RESTBase
More information and discussion about changes to this draft on the talk page.
RESTBase is an API proxy serving the REST API at /api/rest_v1/
. It uses Cassandra as a storage backend.
It is currently running on hosts with the profile::restbase
class.
Deployment and config changes
RESTBase is deployed by Scap.
What to check after a deploy
Deploys to do not always go according to plan, and regressions are not always obvious. Here is a list of things you should check after each deploy:
- Does the API documentation still load? Consider exercising some of the endpoints from the UI (perhaps by requesting an html render).
- Check error logs in logstash.
- Have a look at the metrics in Grafana. Have latencies increased, or error rates jumped? Is memory utilization consistent with expectations? What about storage (op rates, exceptions, etc)?
- Consider making an edit to a page using Visual Editor.
- Take a look at some recent Visual Editor-performed changes (French Wikipedia works great for this, as they use VE by default). Do the diffs looks reasonable?
- Keep a close eye on
#wikimedia-operations
, if someone spots a problem, they're likely to raise the issue there.
Other considerations
Be sure to log all actions ahead of time in #wikimedia-operations
. Don't be shy about including details.
Administration
Adding a new RESTBase host
Before following these instructions, ensure you follow the provisioning documentation for a new Cassandra node.

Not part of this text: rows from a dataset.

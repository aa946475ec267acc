//! DQN agent.
use super::{
    config::DqnConfig,
    explorer::EpsilonGreedy,
    target::{argmax, double_dqn_targets},
};
use crate::{
    error::BitFlipError,
    record::{Record, RecordValue},
    replay_buffer::TransitionBatch,
    Agent, Configurable, ExperienceBufferBase, GoalObs, Policy, ReplayBufferBase, TdBatch,
    ValueFunction,
};
use anyhow::Result;
use log::{debug, trace};
use rand::{rngs::StdRng, SeedableRng};
use serde::de::DeserializeOwned;
use std::slice;

/// Double DQN agent on a goal-conditioned environment.
///
/// The agent owns an online action-value function, trained on every
/// optimization step, and a target action-value function, which is a hard
/// copy of the online one taken at construction and then every
/// `target_sync_interval` optimization steps.
pub struct Dqn<Q: ValueFunction> {
    qnet: Q,
    qnet_tgt: Q,
    batch_size: usize,
    discount_factor: f64,
    explorer: EpsilonGreedy,
    target_sync_interval: usize,
    n_opts: usize,
    train: bool,
    rng: StdRng,
}

/// `argmax_a Q(s, g, a)` for a single observation.
fn greedy_action<Q: ValueFunction>(qnet: &Q, obs: &GoalObs) -> Result<usize> {
    let q = qnet.predict(slice::from_ref(&obs.state), slice::from_ref(&obs.goal))?;
    Ok(argmax(q.row(0)))
}

impl<Q: ValueFunction> Dqn<Q> {
    /// Returns the online action-value function.
    pub fn qnet(&self) -> &Q {
        &self.qnet
    }

    /// Returns the target action-value function.
    pub fn qnet_tgt(&self) -> &Q {
        &self.qnet_tgt
    }

    /// The number of optimization steps done so far.
    pub fn n_opts(&self) -> usize {
        self.n_opts
    }

    /// Returns the explorer.
    pub fn explorer(&self) -> &EpsilonGreedy {
        &self.explorer
    }

    /// Overwrites the target action-value function with the online one.
    pub fn sync_target(&mut self) -> Result<()> {
        self.qnet_tgt.copy_from(&self.qnet)
    }

    /// Computes `r + gamma * q_tgt(s', g, argmax_a q(s', g, a)) * (1 - done)`
    /// for every transition of the batch.
    pub fn compute_targets(&self, batch: &TransitionBatch) -> Result<Vec<f32>> {
        let next_q = self.qnet.predict(&batch.next_state, &batch.goal)?;
        let next_q_tgt = self.qnet_tgt.predict(&batch.next_state, &batch.goal)?;
        Ok(double_dqn_targets(
            &batch.reward,
            &batch.is_done,
            &next_q,
            &next_q_tgt,
            self.discount_factor,
        ))
    }

    /// One gradient step on the TD error of the batch. Returns the loss.
    fn update_critic(&mut self, batch: &TransitionBatch) -> Result<f32> {
        let targets = self.compute_targets(batch)?;
        let loss = self.qnet.train_step(&TdBatch {
            states: &batch.state,
            goals: &batch.goal,
            actions: &batch.act,
            targets: &targets,
        })?;

        if !loss.is_finite() {
            return Err(BitFlipError::NonFiniteLoss(loss).into());
        }
        Ok(loss)
    }
}

impl<Q: ValueFunction> Configurable for Dqn<Q>
where
    Q::Config: DeserializeOwned,
{
    type Config = DqnConfig<Q::Config>;

    /// Constructs DQN agent.
    ///
    /// Both action-value functions are built from the same configuration, then
    /// the target is overwritten with the online parameters.
    fn build(config: Self::Config) -> Result<Self> {
        config.validate()?;
        let qnet = Q::build(&config.q_config)?;
        if qnet.n_actions() == 0 {
            return Err(BitFlipError::InvalidConfig(
                "the action-value function has no actions".to_string(),
            )
            .into());
        }
        let mut qnet_tgt = Q::build(&config.q_config)?;
        qnet_tgt.copy_from(&qnet)?;

        Ok(Dqn {
            qnet,
            qnet_tgt,
            batch_size: config.batch_size,
            discount_factor: config.discount_factor,
            explorer: config.explorer,
            target_sync_interval: config.target_sync_interval,
            n_opts: 0,
            train: true,
            rng: StdRng::seed_from_u64(config.seed),
        })
    }
}

impl<Q: ValueFunction> Policy for Dqn<Q> {
    /// Epsilon-greedy in training mode, greedy in evaluation mode.
    fn sample(&mut self, obs: &GoalObs) -> Result<usize> {
        let qnet = &self.qnet;
        if self.train {
            let n_actions = qnet.n_actions();
            self.explorer
                .action(n_actions, &mut self.rng, || greedy_action(qnet, obs))
        } else {
            greedy_action(qnet, obs)
        }
    }
}

impl<Q, R> Agent<R> for Dqn<Q>
where
    Q: ValueFunction,
    R: ReplayBufferBase<Batch = TransitionBatch> + ExperienceBufferBase,
{
    fn train(&mut self) {
        self.train = true;
    }

    fn eval(&mut self) {
        self.train = false;
    }

    fn is_train(&self) -> bool {
        self.train
    }

    fn opt(&mut self, buffer: &mut R) -> Result<Option<Record>> {
        if buffer.len() < self.batch_size {
            trace!(
                "Skip optimization: {} transitions < batch size {}",
                buffer.len(),
                self.batch_size
            );
            return Ok(None);
        }

        let batch = buffer.batch(self.batch_size)?;
        let loss = self.update_critic(&batch)?;
        self.n_opts += 1;

        let mut record = Record::from_slice(&[
            ("loss", RecordValue::Scalar(loss)),
            ("eps", RecordValue::Scalar(self.explorer.eps() as f32)),
        ]);

        if self.target_sync_interval > 0 && self.n_opts % self.target_sync_interval == 0 {
            self.sync_target()?;
            debug!("Synchronized target network at opt step {}", self.n_opts);
            record.insert("target_sync", RecordValue::Scalar(self.n_opts as f32));
        }

        Ok(Some(record))
    }
}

- Add hosts to the deployment list in the Restbase deploy repo
- If there have been changes to the restbase service since you applied the correct roles to the host (the latest deployed version should be pulled via Puppet during the first puppet runs), deploy restbase to the hosts: from deployment.eqiad.wmnet,
cd /srv/deployment/restbase/deploy/
,git pull
and thenscap deploy -f -l restbaseNNNN.DC.wmnet "First deploy to restbaseNNNN"
- Add the hosts to conftool-data
- If the hosts are healthy in Icinga at this point and if you feel it is safe as regards deployment timing and so on, pool the hosts:
sudo confctl select name=restbaseNNNN.DC.wmnet set/pooled=yes:weight=10
- Verify that the hosts have been added and are healthy via the pybal API
Renewing expired certificates
Every now and again Cassandra certificates will come close to expiry (for example: SSL WARNING - Certificate restbase2016-a valid until 2020-11-29 09:26:14 +0000 (expires in 53 days)). Certificates need to be deleted and recreated in the Puppet secrets directory - See the Cassandra documentation for details.
Monitoring
instance-data
In production, the instance-data
path is usually a RAID array. It is used for hints, commitlogs and caches - all vital to the stable operation of the Cassandra instances. Under unusual circumstances (a large rebalancing, an instance behaving erroneously etc) this mount can fill up quickly and space will sometimes be required to back out of this condition. For this reason, we set a lower threshold for disk free on this path than for other disks.
Debugging
To temporarily switch to local logging for debugging, you can change the config.yaml log stanza like this:
logging: name: restbase streams: # level can be trace, debug, info, warn, error - level: info path: /tmp/debug.log
Alternatively, you can log to stdout by commenting out the streams sub-object. This is useful for debugging startup failures like this:
cd /srv/deployment/restbase/deploy/ sudo -u restbase node restbase/server.js -c /etc/restbase/config.yaml -n 0
The -n 0
parameter avoids forking off any workers, which reduces log noise. Instead, a single worker is started up right in the master process.
Analytics and metrics
Hive query for action API & rest API traffic:
use wmf;
SELECT
SUM(IF (uri_path LIKE '/api/rest_v1/%', 1, 0)) as count_rest,
SUM(IF (uri_path LIKE '/w/api.php%', 1, 0)) as count_action
FROM wmf.webrequest
WHERE webrequest_source = 'text'
AND year = 2017
AND month = 9
AND (uri_path LIKE '/api/rest_v1/%' OR uri_path LIKE '/w/api.php%');
Notes on purging
RESTBase is using cache-control headers to handle cache on request/response cycle. In order to purge a URL we can try one of the following:
- Run a purge on wiki
- Changeprop will eventually pregenerate the content on restbase
- Remove the entry from the cassandra table that is stored
- Run a manual HTTP request to purge
For a given URL eg. /en.wikipedia.org/v1/page/mobile-html/Dog to purge the cassandra content you need to run the following request:
curl restbase.svc.codfw.wmnet:7233/en.wikipedia.org/v1/page/mobile-html/Dog -H "cache-control: no-cache"
Script
import pandas
import requests
import mpire
BASE_PATH = "http://127.0.0.1:7231"
WORKER_POOL_SIZE = 6
def read_input(path, column):
df = pandas.read_csv(path)
df = df[[column]]
df = df.drop_duplicates(subset=[column])
df.rename(columns={column: "path"}, inplace=True)
return df
def purge_url(url):
rest_url = f"{BASE_PATH}{url}"
res = requests.get(rest_url, headers={"cache-control": "no-cache"})
return res
def purge_urls(urls):
with mpire.WorkerPool(n_jobs=WORKER_POOL_SIZE) as pool:
results = pool.map(purge_url, urls, progress_bar=True)
if __name__ == "__main__":
df = read_input("<CSV_PATH>", "<COLUMN>")
purge_urls(df.path)